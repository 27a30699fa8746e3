//! Packaging pipeline for launchui applications.
//!
//! Takes a compiled `launchui` executable, the node runtime and libui it was
//! built against, and the bundled JavaScript modules, and produces
//! distributable per-platform archives:
//!
//! - **Runtime resolution** - version-qualified runtime library name
//! - **Layouts** - per-platform archive structure and file set
//! - **Archives** - primary `.zip` and optional `.7z` re-compression
//! - **Orchestration** - the staged pipeline driving all of the above
//!
//! # Architecture
//!
//! ```text
//! Packager (package)
//!     │
//!     ├── runtime::resolve_runtime_library   ResolveVersions
//!     ├── layout::plan_entries               BuildFileList
//!     │       └── Windows | MacOs | Posix  + common entries
//!     ├── ArchiveSink::start → wait          WriteArchive
//!     └── SecondaryCompressor::recompress    Compress | Skip
//! ```
//!
//! # Example
//!
//! ```rust,ignore
//! use launchui_pack::{HostEnvironment, Overrides, PackageConfig, Packager, SevenZip, ZipArchiveBuilder};
//!
//! let host = HostEnvironment::capture();
//! let config = PackageConfig::load(Path::new("."), &host, &Overrides::default())?;
//! let compressor = SevenZip::new(&config.seven_zip);
//! let descriptor = Packager::new(&config, &ZipArchiveBuilder, &compressor).run()?;
//! println!("{}", descriptor.primary_path().display());
//! ```

pub mod archive;
pub mod config;
pub mod error;
pub mod layout;
pub mod package;
pub mod platform;
pub mod process;
pub mod runtime;

pub use archive::seven_zip::SevenZip;
pub use archive::zip_writer::ZipArchiveBuilder;
pub use archive::{ArchiveReport, ArchiveRequest, ArchiveSink, PendingArchive, SecondaryCompressor};
pub use config::{Overrides, PackageConfig};
pub use error::{PackError, PipelineFailure};
pub use layout::{ArchiveEntry, ArtifactRole, BuildArtifact};
pub use package::{recompress_existing, PackageDescriptor, Packager, SecondaryArchive, Stage};
pub use platform::{HostEnvironment, PlatformFamily, PlatformTarget};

====================

### Description of the task
Answer with a number alone. It should equal the count of lines in the entries that hold "PackageConfig".

### Result for this task
3